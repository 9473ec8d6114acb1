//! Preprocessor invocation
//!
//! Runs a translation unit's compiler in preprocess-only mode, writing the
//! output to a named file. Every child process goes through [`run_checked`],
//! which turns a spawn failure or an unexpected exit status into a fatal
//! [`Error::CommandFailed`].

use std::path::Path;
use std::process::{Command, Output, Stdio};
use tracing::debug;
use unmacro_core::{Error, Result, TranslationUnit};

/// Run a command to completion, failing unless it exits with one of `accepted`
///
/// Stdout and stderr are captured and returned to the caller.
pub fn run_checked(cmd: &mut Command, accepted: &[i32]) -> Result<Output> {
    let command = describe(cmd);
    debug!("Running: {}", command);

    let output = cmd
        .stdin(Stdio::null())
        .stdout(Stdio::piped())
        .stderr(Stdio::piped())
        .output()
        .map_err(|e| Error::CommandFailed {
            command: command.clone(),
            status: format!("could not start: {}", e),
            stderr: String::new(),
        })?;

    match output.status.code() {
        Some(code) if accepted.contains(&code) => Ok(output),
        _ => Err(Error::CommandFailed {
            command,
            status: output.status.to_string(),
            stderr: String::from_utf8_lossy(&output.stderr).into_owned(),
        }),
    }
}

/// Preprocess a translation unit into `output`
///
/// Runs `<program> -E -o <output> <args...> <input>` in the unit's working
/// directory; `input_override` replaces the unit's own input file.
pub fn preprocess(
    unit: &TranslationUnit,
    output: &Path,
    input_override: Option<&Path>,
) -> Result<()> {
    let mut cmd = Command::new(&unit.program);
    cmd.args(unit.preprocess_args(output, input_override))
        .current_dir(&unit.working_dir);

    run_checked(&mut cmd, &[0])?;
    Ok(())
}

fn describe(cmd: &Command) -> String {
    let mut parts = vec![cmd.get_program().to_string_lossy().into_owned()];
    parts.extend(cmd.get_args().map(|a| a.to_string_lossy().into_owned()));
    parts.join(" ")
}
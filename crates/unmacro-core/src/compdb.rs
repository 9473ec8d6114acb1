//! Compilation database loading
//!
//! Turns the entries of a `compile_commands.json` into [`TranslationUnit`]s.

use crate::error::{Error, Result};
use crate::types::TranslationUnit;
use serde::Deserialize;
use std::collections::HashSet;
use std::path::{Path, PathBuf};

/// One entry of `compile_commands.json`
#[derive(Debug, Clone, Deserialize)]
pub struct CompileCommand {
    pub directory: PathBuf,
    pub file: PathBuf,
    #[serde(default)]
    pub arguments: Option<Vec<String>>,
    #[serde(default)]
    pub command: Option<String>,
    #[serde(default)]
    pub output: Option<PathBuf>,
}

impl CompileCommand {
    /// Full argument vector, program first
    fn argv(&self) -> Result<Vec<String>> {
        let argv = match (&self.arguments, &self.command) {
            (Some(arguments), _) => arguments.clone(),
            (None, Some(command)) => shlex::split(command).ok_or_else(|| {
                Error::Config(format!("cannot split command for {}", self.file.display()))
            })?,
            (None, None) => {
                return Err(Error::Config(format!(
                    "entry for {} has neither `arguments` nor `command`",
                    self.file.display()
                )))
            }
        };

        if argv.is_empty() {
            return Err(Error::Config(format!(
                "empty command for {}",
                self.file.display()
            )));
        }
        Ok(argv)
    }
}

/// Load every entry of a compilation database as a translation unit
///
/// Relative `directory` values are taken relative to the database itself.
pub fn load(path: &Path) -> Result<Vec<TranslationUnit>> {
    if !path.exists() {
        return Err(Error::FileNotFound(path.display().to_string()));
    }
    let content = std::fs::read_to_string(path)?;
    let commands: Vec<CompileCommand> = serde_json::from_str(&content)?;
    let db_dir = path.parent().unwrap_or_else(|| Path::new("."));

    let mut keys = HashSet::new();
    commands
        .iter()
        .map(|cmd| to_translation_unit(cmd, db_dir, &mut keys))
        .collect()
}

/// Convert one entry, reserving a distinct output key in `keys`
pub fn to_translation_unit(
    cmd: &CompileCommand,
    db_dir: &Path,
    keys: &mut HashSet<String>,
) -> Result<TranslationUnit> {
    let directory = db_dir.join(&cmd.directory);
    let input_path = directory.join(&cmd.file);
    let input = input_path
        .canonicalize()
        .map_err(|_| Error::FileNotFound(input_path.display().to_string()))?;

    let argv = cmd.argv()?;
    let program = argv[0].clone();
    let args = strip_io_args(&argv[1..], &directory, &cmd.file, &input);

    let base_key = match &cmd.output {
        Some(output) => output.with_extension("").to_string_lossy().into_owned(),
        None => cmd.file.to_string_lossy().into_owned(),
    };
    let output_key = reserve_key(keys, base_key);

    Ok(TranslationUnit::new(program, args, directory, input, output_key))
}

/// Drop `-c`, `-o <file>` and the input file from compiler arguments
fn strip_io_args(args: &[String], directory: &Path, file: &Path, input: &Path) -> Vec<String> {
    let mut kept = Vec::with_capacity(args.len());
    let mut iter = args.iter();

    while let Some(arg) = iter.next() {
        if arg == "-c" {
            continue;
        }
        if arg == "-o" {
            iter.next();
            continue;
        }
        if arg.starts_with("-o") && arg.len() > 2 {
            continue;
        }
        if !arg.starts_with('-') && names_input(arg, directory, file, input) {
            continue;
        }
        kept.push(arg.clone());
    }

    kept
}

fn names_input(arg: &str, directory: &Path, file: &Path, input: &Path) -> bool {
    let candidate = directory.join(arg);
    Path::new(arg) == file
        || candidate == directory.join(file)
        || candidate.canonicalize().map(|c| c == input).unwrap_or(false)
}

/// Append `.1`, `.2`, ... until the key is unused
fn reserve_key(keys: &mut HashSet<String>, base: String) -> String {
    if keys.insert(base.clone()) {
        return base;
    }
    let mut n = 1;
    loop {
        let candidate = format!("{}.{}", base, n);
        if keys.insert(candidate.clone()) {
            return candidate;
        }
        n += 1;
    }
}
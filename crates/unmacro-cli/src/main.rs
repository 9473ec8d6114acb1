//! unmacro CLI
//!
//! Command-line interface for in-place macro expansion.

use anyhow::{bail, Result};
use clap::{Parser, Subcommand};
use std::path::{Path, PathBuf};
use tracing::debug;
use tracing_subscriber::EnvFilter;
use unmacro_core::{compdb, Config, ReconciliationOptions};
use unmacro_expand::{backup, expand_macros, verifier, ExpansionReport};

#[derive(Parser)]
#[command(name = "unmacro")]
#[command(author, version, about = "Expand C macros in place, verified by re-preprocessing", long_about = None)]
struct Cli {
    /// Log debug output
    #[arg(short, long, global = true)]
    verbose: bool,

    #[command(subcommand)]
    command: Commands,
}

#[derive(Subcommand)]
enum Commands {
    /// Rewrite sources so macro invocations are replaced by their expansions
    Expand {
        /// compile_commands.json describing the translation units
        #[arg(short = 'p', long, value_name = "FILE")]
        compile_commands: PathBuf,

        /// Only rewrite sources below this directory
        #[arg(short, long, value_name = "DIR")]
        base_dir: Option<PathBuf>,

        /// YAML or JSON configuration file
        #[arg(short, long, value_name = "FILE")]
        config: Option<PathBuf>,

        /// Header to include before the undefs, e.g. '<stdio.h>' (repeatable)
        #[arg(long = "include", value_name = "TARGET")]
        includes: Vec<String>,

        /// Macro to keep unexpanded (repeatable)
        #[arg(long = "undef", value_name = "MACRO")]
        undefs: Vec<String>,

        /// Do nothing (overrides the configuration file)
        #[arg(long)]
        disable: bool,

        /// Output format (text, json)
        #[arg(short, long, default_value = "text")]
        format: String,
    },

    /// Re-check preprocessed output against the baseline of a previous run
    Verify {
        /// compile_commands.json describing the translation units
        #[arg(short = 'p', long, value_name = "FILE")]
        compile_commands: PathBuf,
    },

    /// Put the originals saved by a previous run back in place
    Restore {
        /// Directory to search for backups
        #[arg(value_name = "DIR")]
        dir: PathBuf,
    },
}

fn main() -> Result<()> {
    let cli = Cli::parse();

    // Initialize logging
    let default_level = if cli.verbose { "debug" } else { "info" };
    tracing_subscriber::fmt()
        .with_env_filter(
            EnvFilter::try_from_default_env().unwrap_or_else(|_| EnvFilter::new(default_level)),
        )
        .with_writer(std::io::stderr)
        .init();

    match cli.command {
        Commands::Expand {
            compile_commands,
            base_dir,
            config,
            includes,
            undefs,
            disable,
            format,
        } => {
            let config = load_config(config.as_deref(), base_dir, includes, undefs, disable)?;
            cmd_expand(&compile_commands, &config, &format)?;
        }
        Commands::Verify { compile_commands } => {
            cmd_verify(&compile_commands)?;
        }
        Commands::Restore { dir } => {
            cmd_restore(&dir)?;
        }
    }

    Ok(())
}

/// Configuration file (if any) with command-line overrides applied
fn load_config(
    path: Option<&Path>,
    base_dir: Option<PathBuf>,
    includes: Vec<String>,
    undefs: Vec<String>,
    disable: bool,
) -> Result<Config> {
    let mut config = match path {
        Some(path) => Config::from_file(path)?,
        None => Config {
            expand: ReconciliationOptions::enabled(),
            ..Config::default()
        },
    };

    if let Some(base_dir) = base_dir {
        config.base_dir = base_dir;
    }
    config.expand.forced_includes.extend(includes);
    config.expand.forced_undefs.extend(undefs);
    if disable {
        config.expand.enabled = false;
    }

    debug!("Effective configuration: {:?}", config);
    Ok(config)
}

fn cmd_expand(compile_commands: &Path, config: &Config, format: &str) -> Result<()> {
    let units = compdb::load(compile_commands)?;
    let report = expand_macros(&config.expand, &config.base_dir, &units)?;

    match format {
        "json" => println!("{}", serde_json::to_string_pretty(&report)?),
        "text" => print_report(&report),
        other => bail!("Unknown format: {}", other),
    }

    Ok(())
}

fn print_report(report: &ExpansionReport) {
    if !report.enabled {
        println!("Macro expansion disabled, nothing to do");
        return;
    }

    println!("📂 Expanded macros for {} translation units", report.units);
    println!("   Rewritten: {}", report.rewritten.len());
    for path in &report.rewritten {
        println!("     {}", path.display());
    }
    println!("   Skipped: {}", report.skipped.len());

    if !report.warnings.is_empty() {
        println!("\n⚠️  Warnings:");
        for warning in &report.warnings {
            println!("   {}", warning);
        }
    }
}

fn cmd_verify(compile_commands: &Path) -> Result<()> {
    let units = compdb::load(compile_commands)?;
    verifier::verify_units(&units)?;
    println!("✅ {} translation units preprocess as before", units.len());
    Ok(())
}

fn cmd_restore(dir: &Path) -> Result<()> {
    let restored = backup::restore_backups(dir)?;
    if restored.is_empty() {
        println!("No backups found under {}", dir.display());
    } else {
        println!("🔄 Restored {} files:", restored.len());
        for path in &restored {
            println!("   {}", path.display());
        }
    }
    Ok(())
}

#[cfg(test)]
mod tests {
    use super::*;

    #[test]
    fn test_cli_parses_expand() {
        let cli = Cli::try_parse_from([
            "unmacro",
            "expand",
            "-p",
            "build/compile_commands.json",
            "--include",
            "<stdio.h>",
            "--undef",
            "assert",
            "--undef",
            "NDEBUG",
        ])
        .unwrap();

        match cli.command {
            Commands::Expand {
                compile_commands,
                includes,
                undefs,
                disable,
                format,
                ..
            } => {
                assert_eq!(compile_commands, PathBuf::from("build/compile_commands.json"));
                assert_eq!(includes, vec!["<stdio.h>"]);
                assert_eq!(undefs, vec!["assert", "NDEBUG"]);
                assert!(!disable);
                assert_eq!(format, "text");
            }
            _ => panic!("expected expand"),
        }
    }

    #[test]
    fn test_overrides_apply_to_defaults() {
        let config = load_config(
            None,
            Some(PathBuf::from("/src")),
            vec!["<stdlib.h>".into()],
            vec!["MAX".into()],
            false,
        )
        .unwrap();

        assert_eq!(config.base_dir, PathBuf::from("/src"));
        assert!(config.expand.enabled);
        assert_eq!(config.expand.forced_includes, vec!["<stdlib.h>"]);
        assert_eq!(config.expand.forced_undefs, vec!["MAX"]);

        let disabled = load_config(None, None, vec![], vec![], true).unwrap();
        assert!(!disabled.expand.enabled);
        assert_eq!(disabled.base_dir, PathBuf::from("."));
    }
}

══════════

ASSIGNMENT: Please return all lines from the records that hold the word "Deserialize".

PROBLEM SOLUTION:
use serde::Deserialize;
#[derive(Debug, Clone, Deserialize)]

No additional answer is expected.